THE IMPACT OF ROUTINE MYCOPHENOLATE MOFETIL DRUG MONITORING ON THE TREATMENT OF CARDIAC ALLOGRAFT REJECTION

Abstract

Mycophenolate mofetil (MMF) is a unique immunosupressive agent that has been shown to be efficacious in the treatment of cardiac allograft rejection. The utility of therapeutic drug monitoring on rejection prophylaxis and treatment is inconclusive. This study was undertaken to evaluate the incidence of rejection in relation to MMF trough level following heart transplantation. Between May 1998 and February 1999, we retrospectively analyzed the clinical outcome of 215 heart transplant patients who had routine monitoring of MMF trough level at the time of scheduled endomyocardial biopsy.
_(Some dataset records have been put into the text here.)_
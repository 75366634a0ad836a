//! Boundary patch construction and contiguity checks.

use tracing::{debug, warn};

use crate::error::{MeshError, MeshResult, TopologyIssue};
use crate::types::{BoundaryPatch, FaceRefConvention, RawBoundary};

/// Map reader boundary lists through the face reversal and build patches.
///
/// Each face id `x` becomes `face_count - 1 - x` and the list is reversed,
/// mirroring what the builder does to the face array. A patch starts at its
/// lowest mapped face. Patches are returned sorted by start.
pub(crate) fn build_patches(
    boundaries: &[RawBoundary],
    convention: FaceRefConvention,
    face_count: usize,
    issues: &mut Vec<TopologyIssue>,
) -> MeshResult<Vec<BoundaryPatch>> {
    let mut patches = Vec::with_capacity(boundaries.len());

    for boundary in boundaries {
        let mut mapped = boundary
            .faces
            .iter()
            .map(|&value| {
                convention
                    .decode_index(value, face_count)
                    .map(|face| face_count - 1 - face)
                    .ok_or_else(|| MeshError::InvalidBoundaryFace {
                        patch: boundary.name.clone(),
                        value,
                        face_count,
                    })
            })
            .collect::<MeshResult<Vec<usize>>>()?;
        mapped.reverse();

        let (Some(&first), Some(&last)) = (mapped.first(), mapped.last()) else {
            let issue = TopologyIssue::EmptyPatch {
                name: boundary.name.clone(),
            };
            warn!("{}", issue);
            issues.push(issue);
            continue;
        };

        // Either direction is a run; the patch starts at its lowest face.
        let ascending = mapped.windows(2).all(|w| w[1] == w[0] + 1);
        let descending = mapped.windows(2).all(|w| w[0] == w[1] + 1);
        let start = mapped.iter().copied().min().unwrap_or(first);

        if !ascending && !descending {
            let issue = TopologyIssue::NonContiguousPatch {
                name: boundary.name.clone(),
                first,
                last,
                size: mapped.len(),
            };
            warn!("{}", issue);
            issues.push(issue);
        }

        debug!(
            patch = %boundary.name,
            start,
            size = mapped.len(),
            "Mapped boundary patch"
        );
        patches.push(BoundaryPatch::new(boundary.name.clone(), start, mapped.len()));
    }

    patches.sort_by_key(|p| p.start);
    Ok(patches)
}

/// Check that boundary faces fill exactly `[internal_faces, face_count)`.
///
/// `patches` must be sorted by start. Returns the issue describing the
/// mismatch, or `None` if the numbering is as expected.
pub fn check_boundary_contiguity(
    patches: &[BoundaryPatch],
    internal_faces: usize,
    face_count: usize,
) -> Option<TopologyIssue> {
    let expected_last = face_count.checked_sub(1).filter(|&l| l >= internal_faces);

    let (actual_first, actual_last) = match (patches.first(), patches.last()) {
        (Some(first), Some(last)) => (Some(first.start), last.end().checked_sub(1)),
        _ => (None, None),
    };

    let ok = match actual_first {
        Some(first) => first == internal_faces && actual_last == face_count.checked_sub(1),
        None => face_count == internal_faces,
    };

    if ok {
        None
    } else {
        Some(TopologyIssue::BoundaryNotContiguous {
            expected_first: internal_faces,
            expected_last,
            actual_first,
            actual_last,
        })
    }
}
Patients were divided into three groups according to the time interval post transplant, and were evaluated in relation to the MMF trough level. Group I, 104 patients within 6 months of transplant; Group II, 90 patients, 6–12 months post transplant; and Group III, 71 patients beyond one year of transplant. Fifty patients had samples in more than one group. Rejection was defined as Grade ≥ 3A based on ISHLT criteria. Mean follow-up period was 179±52 days. A significantly decreased incidence of rejection was noted in the samples with MMF trough level≥2 mg/l compared to those with less than 2 mg/l in patients evaluated within the first year of transplant (Group I: 8.8% vs. 14.9%, Group II: 4.2% vs. 11.3%, both P =0.05). In the presence of therapeutic cyclosporine (CSA) or tacrolimus (FK) blood levels, the incidence of rejection decreased significantly when MMF trough level was≥2 mg/l compared to samples with MMF trough level <2 mg/l (3.6% vs. 14.4%, P =0.005). No significant difference was noted in the presence of subtherapeutic CSA or FK levels (15.4% vs. 13.9%, P =NS) Monitoring of MMF trough levels may play a role in the management of cardiac transplant recipients during the first year post transplant.